- [PROBLEM TO WORK ON]:
Say how many lines of the entries below include "seen", giving nothing but that number.

* * * *

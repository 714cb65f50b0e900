//! The ordered, identity-unique collection of clients.
//!
//! # Responsibility
//! - Hold clients in insertion order and reject identity duplicates.
//! - Provide the primitives the [`Store`](crate::store::Store) composes.
//! - Cascade client removal and bulk replacement into the companion
//!   [`OrderIndex`].
//!
//! # Invariants
//! - No two stored clients are [the same client](Client::is_same_client).
//! - No two stored clients share a [`ClientId`].
//! - No order identifier is embedded in more than one client.
//!
//! Lookup for `replace` and `remove` goes through the client key, not value
//! equality, so a target that was edited elsewhere is still found.

pub mod error;

pub use error::*;

use crate::model::{Client, ClientId, OrderId};
use crate::order_index::OrderIndex;
use std::collections::HashSet;

#[derive(Debug, Clone, Default, PartialEq, Eq)]
pub struct ClientRegistry {
    clients: Vec<Client>,
}

impl ClientRegistry {
    pub fn new() -> Self {
        Self::default()
    }

    /// Returns true if some stored client is the same client as `client`.
    pub fn contains(&self, client: &Client) -> bool {
        self.clients.iter().any(|stored| stored.is_same_client(client))
    }

    /// Appends `client`, which must not already be present.
    pub fn add(&mut self, client: Client) -> RegistryResult<()> {
        if self.contains(&client) || self.position(&client.id()).is_some() {
            return Err(RegistryError::DuplicateEntity(client.name().to_string()));
        }
        if let Some(id) = client.orders().map(|o| o.id()).find(|id| self.owner_of(id).is_some()) {
            return Err(RegistryError::DuplicateOrder(id));
        }
        self.clients.push(client);
        Ok(())
    }

    /// Swaps the client stored under `target`'s key for `replacement` and
    /// returns the previous value.
    ///
    /// The replacement takes over the slot's key, so its embedded orders keep
    /// pointing at a live owner.
    pub fn replace(&mut self, target: &Client, replacement: Client) -> RegistryResult<Client> {
        let pos = self
            .position(&target.id())
            .ok_or(RegistryError::NotFound(target.id()))?;
        let replacement = replacement.rekeyed(target.id());

        let clash = self
            .clients
            .iter()
            .enumerate()
            .any(|(i, stored)| i != pos && stored.is_same_client(&replacement));
        if clash {
            return Err(RegistryError::DuplicateEntity(replacement.name().to_string()));
        }
        let stolen = replacement.orders().map(|o| o.id()).find(|id| {
            self.owner_of(id)
                .is_some_and(|owner| owner.id() != target.id())
        });
        if let Some(id) = stolen {
            return Err(RegistryError::DuplicateOrder(id));
        }

        Ok(std::mem::replace(&mut self.clients[pos], replacement))
    }

    /// Removes the client stored under `client`'s key and every order it
    /// owned from `orders`.
    pub fn remove(&mut self, client: &Client, orders: &mut OrderIndex) -> RegistryResult<Client> {
        let pos = self
            .position(&client.id())
            .ok_or(RegistryError::NotFound(client.id()))?;
        let removed = self.clients.remove(pos);
        orders.remove_all(removed.orders());
        Ok(removed)
    }

    /// Replaces the whole collection and rebuilds `orders` from it.
    pub fn replace_all(
        &mut self,
        clients: Vec<Client>,
        orders: &mut OrderIndex,
    ) -> RegistryResult<()> {
        for (i, first) in clients.iter().enumerate() {
            if let Some(second) = clients[i + 1..]
                .iter()
                .find(|second| first.is_same_client(second) || first.id() == second.id())
            {
                return Err(RegistryError::DuplicateEntity(second.name().to_string()));
            }
        }
        let mut seen = HashSet::new();
        for client in &clients {
            if let Some(id) = client.orders().map(|o| o.id()).find(|id| !seen.insert(*id)) {
                return Err(RegistryError::DuplicateOrder(id));
            }
        }

        self.clients = clients;
        orders.rebuild(&self.clients);
        Ok(())
    }

    pub fn get(&self, id: &ClientId) -> Option<&Client> {
        self.clients.iter().find(|client| client.id() == *id)
    }

    pub fn position(&self, id: &ClientId) -> Option<usize> {
        self.clients.iter().position(|client| client.id() == *id)
    }

    /// The client whose embedded set holds `order_id`, if any.
    pub fn owner_of(&self, order_id: &OrderId) -> Option<&Client> {
        self.clients.iter().find(|client| client.owns(order_id))
    }

    pub fn iter(&self) -> std::slice::Iter<'_, Client> {
        self.clients.iter()
    }

    pub fn as_slice(&self) -> &[Client] {
        &self.clients
    }

    pub fn len(&self) -> usize {
        self.clients.len()
    }

    pub fn is_empty(&self) -> bool {
        self.clients.is_empty()
    }
}

impl<'a> IntoIterator for &'a ClientRegistry {
    type Item = &'a Client;
    type IntoIter = std::slice::Iter<'a, Client>;

    fn into_iter(self) -> Self::IntoIter {
        self.clients.iter()
    }
}

#[cfg(test)]
mod tests {
    use super::*;
    use crate::model::{
        Address, Amount, Deadline, Email, Name, Order, OrderDate, Phone, Remark, Status, Tag,
    };

    fn order(deadline: &str) -> Order {
        Order::new(
            OrderDate::new("01-01-2024 09:00").unwrap(),
            Deadline::new(deadline).unwrap(),
            Amount::new("25.50").unwrap(),
            Remark::default(),
            Status::Pending,
        )
    }

    fn client(name: &str, phone: &str) -> Client {
        Client::new(
            Name::new(name).unwrap(),
            Phone::new(phone).unwrap(),
            Email::new("someone@example.com").unwrap(),
            Address::new("1 Main Street").unwrap(),
            [Tag::new("friends").unwrap()],
            [],
        )
    }

    #[test]
    fn add_rejects_same_client() {
        let mut registry = ClientRegistry::new();
        let alice = client("Alice", "111");
        registry.add(alice.clone()).unwrap();

        let twin = Client::new(
            alice.name().clone(),
            alice.phone().clone(),
            alice.email().clone(),
            alice.address().clone(),
            [],
            [order("01-03-2024 23:59")],
        );
        assert!(registry.contains(&twin));
        assert_eq!(
            registry.add(twin),
            Err(RegistryError::DuplicateEntity("Alice".to_string()))
        );
        assert_eq!(registry.len(), 1);
    }

    #[test]
    fn add_rejects_order_owned_elsewhere() {
        let mut registry = ClientRegistry::new();
        let shared = order("01-03-2024 23:59");
        registry.add(client("Alice", "111").with_added_order(shared.clone())).unwrap();

        let bob = client("Bob", "222").with_added_order(shared.clone());
        assert_eq!(registry.add(bob), Err(RegistryError::DuplicateOrder(shared.id())));
        assert_eq!(registry.len(), 1);
    }

    #[test]
    fn add_keeps_insertion_order() {
        let mut registry = ClientRegistry::new();
        for (name, phone) in [("Charlie", "333"), ("Alice", "111"), ("Bob", "222")] {
            registry.add(client(name, phone)).unwrap();
        }
        let names: Vec<&str> = registry.iter().map(|c| c.name().as_str()).collect();
        assert_eq!(names, ["Charlie", "Alice", "Bob"]);
    }

    #[test]
    fn replace_finds_target_by_key_and_adopts_it() {
        let mut registry = ClientRegistry::new();
        let alice = client("Alice", "111");
        registry.add(alice.clone()).unwrap();

        let renamed = client("Alicia", "111");
        let previous = registry.replace(&alice, renamed).unwrap();
        assert_eq!(previous, alice);
        let stored = registry.get(&alice.id()).unwrap();
        assert_eq!(stored.name().as_str(), "Alicia");
    }

    #[test]
    fn replace_rejects_missing_target_and_identity_clash() {
        let mut registry = ClientRegistry::new();
        let alice = client("Alice", "111");
        let bob = client("Bob", "222");
        registry.add(alice.clone()).unwrap();
        registry.add(bob.clone()).unwrap();

        let stranger = client("Zed", "999");
        assert_eq!(
            registry.replace(&stranger, client("Zed", "998")),
            Err(RegistryError::NotFound(stranger.id()))
        );
        assert!(matches!(
            registry.replace(&alice, client("Bob", "222")),
            Err(RegistryError::DuplicateEntity(_))
        ));
        // Replacing a client with an edited version of itself is fine.
        assert!(registry.replace(&bob, bob.with_tags([])).is_ok());
    }

    #[test]
    fn replace_rejects_order_owned_elsewhere() {
        let mut registry = ClientRegistry::new();
        let shared = order("01-03-2024 23:59");
        let alice = client("Alice", "111").with_added_order(shared.clone());
        let bob = client("Bob", "222");
        registry.add(alice).unwrap();
        registry.add(bob.clone()).unwrap();

        assert_eq!(
            registry.replace(&bob, bob.with_added_order(shared.clone())),
            Err(RegistryError::DuplicateOrder(shared.id()))
        );
    }

    #[test]
    fn remove_cascades_to_orders() {
        let mut registry = ClientRegistry::new();
        let mut orders = OrderIndex::new();
        let alice = client("Alice", "111")
            .with_orders([order("01-03-2024 23:59"), order("01-04-2024 23:59")]);
        let bob = client("Bob", "222").with_orders([order("01-02-2024 23:59")]);
        registry.replace_all(vec![alice.clone(), bob.clone()], &mut orders).unwrap();
        assert_eq!(orders.len(), 3);

        registry.remove(&alice, &mut orders).unwrap();
        assert_eq!(orders.len(), 1);
        assert!(bob.orders().all(|o| orders.contains(&o.id())));
        assert_eq!(
            registry.remove(&alice, &mut orders),
            Err(RegistryError::NotFound(alice.id()))
        );
    }

    #[test]
    fn replace_all_rejects_duplicates_without_touching_state() {
        let mut registry = ClientRegistry::new();
        let mut orders = OrderIndex::new();
        let alice = client("Alice", "111").with_orders([order("01-03-2024 23:59")]);
        registry.replace_all(vec![alice.clone()], &mut orders).unwrap();

        let result =
            registry.replace_all(vec![client("Bob", "222"), client("Bob", "222")], &mut orders);
        assert!(matches!(result, Err(RegistryError::DuplicateEntity(_))));
        assert_eq!(registry.as_slice(), [alice]);
        assert_eq!(orders.len(), 1);
    }

    #[test]
    fn replace_all_rejects_shared_order_without_touching_state() {
        let mut registry = ClientRegistry::new();
        let mut orders = OrderIndex::new();
        let alice = client("Alice", "111").with_orders([order("01-03-2024 23:59")]);
        registry.replace_all(vec![alice.clone()], &mut orders).unwrap();

        let shared = order("01-04-2024 23:59");
        let result = registry.replace_all(
            vec![
                client("Bob", "222").with_added_order(shared.clone()),
                client("Carol", "333").with_added_order(shared.clone()),
            ],
            &mut orders,
        );
        assert_eq!(result, Err(RegistryError::DuplicateOrder(shared.id())));
        assert_eq!(registry.as_slice(), [alice]);
        assert_eq!(orders.len(), 1);
    }

    #[test]
    fn owner_of_scans_embedded_sets() {
        let mut registry = ClientRegistry::new();
        let o = order("01-03-2024 23:59");
        let alice = client("Alice", "111").with_added_order(o.clone());
        registry.add(alice.clone()).unwrap();
        assert_eq!(registry.owner_of(&o.id()).map(Client::id), Some(alice.id()));
        assert!(registry.owner_of(&order("01-03-2024 23:59").id()).is_none());
    }
}
//! # Client Book
//!
//! > **An in-memory client and order store with consistent compound edits.**
//!
//! The crate tracks clients and the orders placed against them. A [`Store`](store::Store)
//! owns the canonical collections, rejects duplicate clients, keeps a
//! deadline-sorted index of every order in step with the orders embedded in
//! clients, and exposes live filtered views.
//!
//! ## Module Tour
//!
//! ### 1. The Values ([`model`])
//! Validated scalars ([`Name`](model::Name), [`Deadline`](model::Deadline), ...) and the
//! immutable [`Client`](model::Client) and [`Order`](model::Order) records.
//!
//! ### 2. The Collections ([`registry`], [`order_index`])
//! - [`ClientRegistry`](registry::ClientRegistry): insertion-ordered, identity-unique clients.
//! - [`OrderIndex`](order_index::OrderIndex): every order, sorted by deadline.
//!
//! ### 3. The Facade ([`store`])
//! Composes the two collections. Compound edits such as
//! [`set_client_and_delete_order`](store::Store::set_client_and_delete_order) either
//! apply completely or leave the store untouched.
//!
//! ### 4. The Engine ([`framework`], [`lifecycle`])
//! When several tasks share one store, [`StoreActor`](framework::StoreActor) owns it
//! and processes requests sequentially; [`StoreSystem`](lifecycle::StoreSystem)
//! starts and stops it.
//!
//! ## Quick Start
//!
//! ```bash
//! RUST_LOG=info cargo run
//! cargo test
//! ```

pub mod framework;
pub mod lifecycle;
pub mod model;
pub mod order_index;
pub mod registry;
pub mod sample;
pub mod store;
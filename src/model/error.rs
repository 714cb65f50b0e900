//! Validation errors raised by value-type constructors.

use thiserror::Error;

/// A field failed its validity predicate at construction time.
///
/// The message is the human-readable constraint, meant to be shown verbatim
/// to the user by the command layer.
#[derive(Debug, Clone, Error, PartialEq, Eq)]
#[error("{constraint}")]
pub struct ValidationError {
    field: &'static str,
    constraint: &'static str,
}

impl ValidationError {
    pub fn new(field: &'static str, constraint: &'static str) -> Self {
        Self { field, constraint }
    }

    /// Name of the field that was rejected (e.g. `"phone"`).
    pub fn field(&self) -> &'static str {
        self.field
    }

    /// The constraint the input violated.
    pub fn constraint(&self) -> &'static str {
        self.constraint
    }
}
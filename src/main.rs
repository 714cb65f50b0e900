//! Demo: seeds the sample client book, runs a few compound edits through the
//! store actor and shuts down.

use clientbook::lifecycle::{setup_tracing, StoreSystem, SystemConfig};
use clientbook::model::{
    Address, Amount, Client, Deadline, Email, Name, Order, OrderDate, Phone, Remark, Status, Tag,
};
use clientbook::sample::sample_store;
use tracing::{error, info, Instrument};

#[tokio::main]
async fn main() -> Result<(), Box<dyn std::error::Error>> {
    setup_tracing();

    let config = SystemConfig::from_env()?;
    info!(buffer_size = config.buffer_size, "Starting client book");

    let system = StoreSystem::with_config(sample_store()?, config);
    let client = system.client.clone();

    let alice = Client::new(
        Name::new("Alice Pauline")?,
        Phone::new("94351253")?,
        Email::new("alice@example.com")?,
        Address::new("123, Jurong West Ave 6, #08-111")?,
        [Tag::new("friends")?],
        [Order::new(
            OrderDate::now(),
            Deadline::new("01-03-2024 23:59")?,
            Amount::new("120.50")?,
            Remark::new("Birthday cake")?,
            Status::Pending,
        )],
    );

    let span = tracing::info_span!("client_creation");
    async {
        info!("Adding client");
        client.add_client(alice.clone()).await?;
        // A second add of the same client is rejected and changes nothing.
        if let Err(e) = client.add_client(alice.clone()).await {
            info!(error = %e, "Duplicate rejected");
        }
        Ok::<_, clientbook::store::StoreError>(())
    }
    .instrument(span)
    .await?;

    let rush = Order::new(
        OrderDate::now(),
        Deadline::new("01-01-2024 12:00")?,
        Amount::new("35")?,
        Remark::default(),
        Status::Pending,
    );

    let span = tracing::info_span!("order_processing");
    let result = async {
        client.add_order(alice.id(), rush.clone()).await?;
        client
            .edit_order(rush.id(), rush.with_status(Status::Completed))
            .await?;
        client.orders().await
    }
    .instrument(span)
    .await;

    match result {
        Ok(orders) => {
            for order in &orders {
                info!(
                    order_id = %order.id(),
                    deadline = %order.deadline(),
                    status = %order.status(),
                    "Order"
                );
            }
        }
        Err(e) => error!(error = %e, "Order processing failed"),
    }

    client.sort_clients_by_first_letter().await?;
    for shown in client.filtered_clients().await? {
        info!(client = %shown.name(), orders = shown.order_count(), "Client");
    }

    drop(client);
    let store = system.shutdown().await?;
    info!(
        clients = store.clients().len(),
        orders = store.orders().len(),
        "Application completed successfully"
    );
    Ok(())
}
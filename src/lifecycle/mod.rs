//! Runtime orchestration and lifecycle management.
//!
//! This module contains the infrastructure for running the store as a service:
//!
//! - **Actor lifecycle management**: Starting the store actor and shutting it down
//! - **Configuration**: Channel sizing, read from the environment
//! - **Observability setup**: Initializing tracing and logging
//!
//! # Main Components
//!
//! - [`StoreSystem`] - Starts the store actor and hands out its client
//! - [`SystemConfig`] - Runtime settings
//! - [`setup_tracing`] - Initializes the tracing/logging infrastructure

pub mod config;
pub mod store_system;
pub mod tracing;

pub use config::*;
pub use store_system::*;
pub use self::tracing::*;
//! # Descriptor Store
//!
//! A process-scoped cache of resolved service schemas. Remotely resolved entries are
//! keyed by `(endpoint authority, fully-qualified service name)`; locally registered
//! descriptor pools are unkeyed and looked up by service name alone.
//!
//! Entries are immutable once resolved and are never invalidated: schemas are assumed
//! static for the life of the connected service. The store is read-mostly; reads take a
//! shared lock, and population inserts under a short exclusive lock after the network
//! round trip has already completed.
//!
//! Concurrent first-time resolutions of the same uncached key proceed independently;
//! the first insert wins and later ones are discarded, which is observable only as
//! extra reflection traffic, never as a different descriptor.
use crate::BoxError;
use crate::reflection::client::{ReflectionClient, ResolveError};
use http_body::Body as HttpBody;
use prost_reflect::{DescriptorPool, ServiceDescriptor};
use std::collections::HashMap;
use std::sync::RwLock;
use tonic::client::GrpcService;

/// Cache key for remotely resolved schemas.
type StoreKey = (String, String);

/// A process-scoped descriptor cache, passed explicitly to the resolver, the endpoint
/// mounter and the generic client. Never a global.
#[derive(Debug, Default)]
pub struct DescriptorStore {
    remote: RwLock<HashMap<StoreKey, ServiceDescriptor>>,
    local: RwLock<Vec<DescriptorPool>>,
}

impl DescriptorStore {
    pub fn new() -> Self {
        Self::default()
    }

    /// Registers a locally compiled descriptor pool, e.g. one decoded from a
    /// `FileDescriptorSet` embedded at build time.
    pub fn register_local_pool(&self, pool: DescriptorPool) {
        self.local
            .write()
            .expect("descriptor store lock poisoned")
            .push(pool);
    }

    /// Decodes an encoded `FileDescriptorSet` and registers it as a local pool.
    pub fn register_local_encoded(&self, bytes: &[u8]) -> Result<(), ResolveError> {
        let pool = DescriptorPool::decode(bytes)?;
        self.register_local_pool(pool);
        Ok(())
    }

    /// Looks a service up among the locally registered pools.
    pub fn local_service(&self, service_name: &str) -> Option<ServiceDescriptor> {
        self.local
            .read()
            .expect("descriptor store lock poisoned")
            .iter()
            .find_map(|pool| pool.get_service_by_name(service_name))
    }

    /// Returns the cached descriptor for a remotely resolved service, if present.
    pub fn get(&self, authority: &str, service_name: &str) -> Option<ServiceDescriptor> {
        self.remote
            .read()
            .expect("descriptor store lock poisoned")
            .get(&(authority.to_string(), service_name.to_string()))
            .cloned()
    }

    /// Resolves a service through the given reflection client, populating the cache.
    ///
    /// Idempotent: a second call for the same `(authority, service_name)` pair is a
    /// cache hit and performs no network exchange.
    pub async fn resolve<S>(
        &self,
        authority: &str,
        service_name: &str,
        reflection: &mut ReflectionClient<S>,
    ) -> Result<ServiceDescriptor, ResolveError>
    where
        S: GrpcService<tonic::body::Body>,
        S::Error: Into<BoxError>,
        S::ResponseBody: HttpBody<Data = tonic::codegen::Bytes> + Send + 'static,
        <S::ResponseBody as HttpBody>::Error: Into<BoxError> + Send,
    {
        if let Some(descriptor) = self.get(authority, service_name) {
            tracing::debug!(authority, service_name, "descriptor cache hit");
            return Ok(descriptor);
        }

        tracing::debug!(authority, service_name, "resolving service via reflection");
        let fd_set = reflection.file_descriptor_set_by_symbol(service_name).await?;
        let pool = DescriptorPool::from_file_descriptor_set(fd_set)?;
        let descriptor = pool
            .get_service_by_name(service_name)
            .ok_or_else(|| ResolveError::ServiceNotFound(service_name.to_string()))?;

        let mut remote = self.remote.write().expect("descriptor store lock poisoned");
        let entry = remote
            .entry((authority.to_string(), service_name.to_string()))
            .or_insert(descriptor);
        Ok(entry.clone())
    }
}
//! # Server Reflection
//!
//! This module contains the logic necessary to interact with the gRPC Server Reflection
//! Protocol (`grpc.reflection.v1`).
//!
//! It enables the bridge to query a server for its own Protobuf schema at runtime, so
//! services can be mounted and invoked without pre-compiled descriptors.
pub mod client;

* * * *

- [RESPONSE AREA]:
2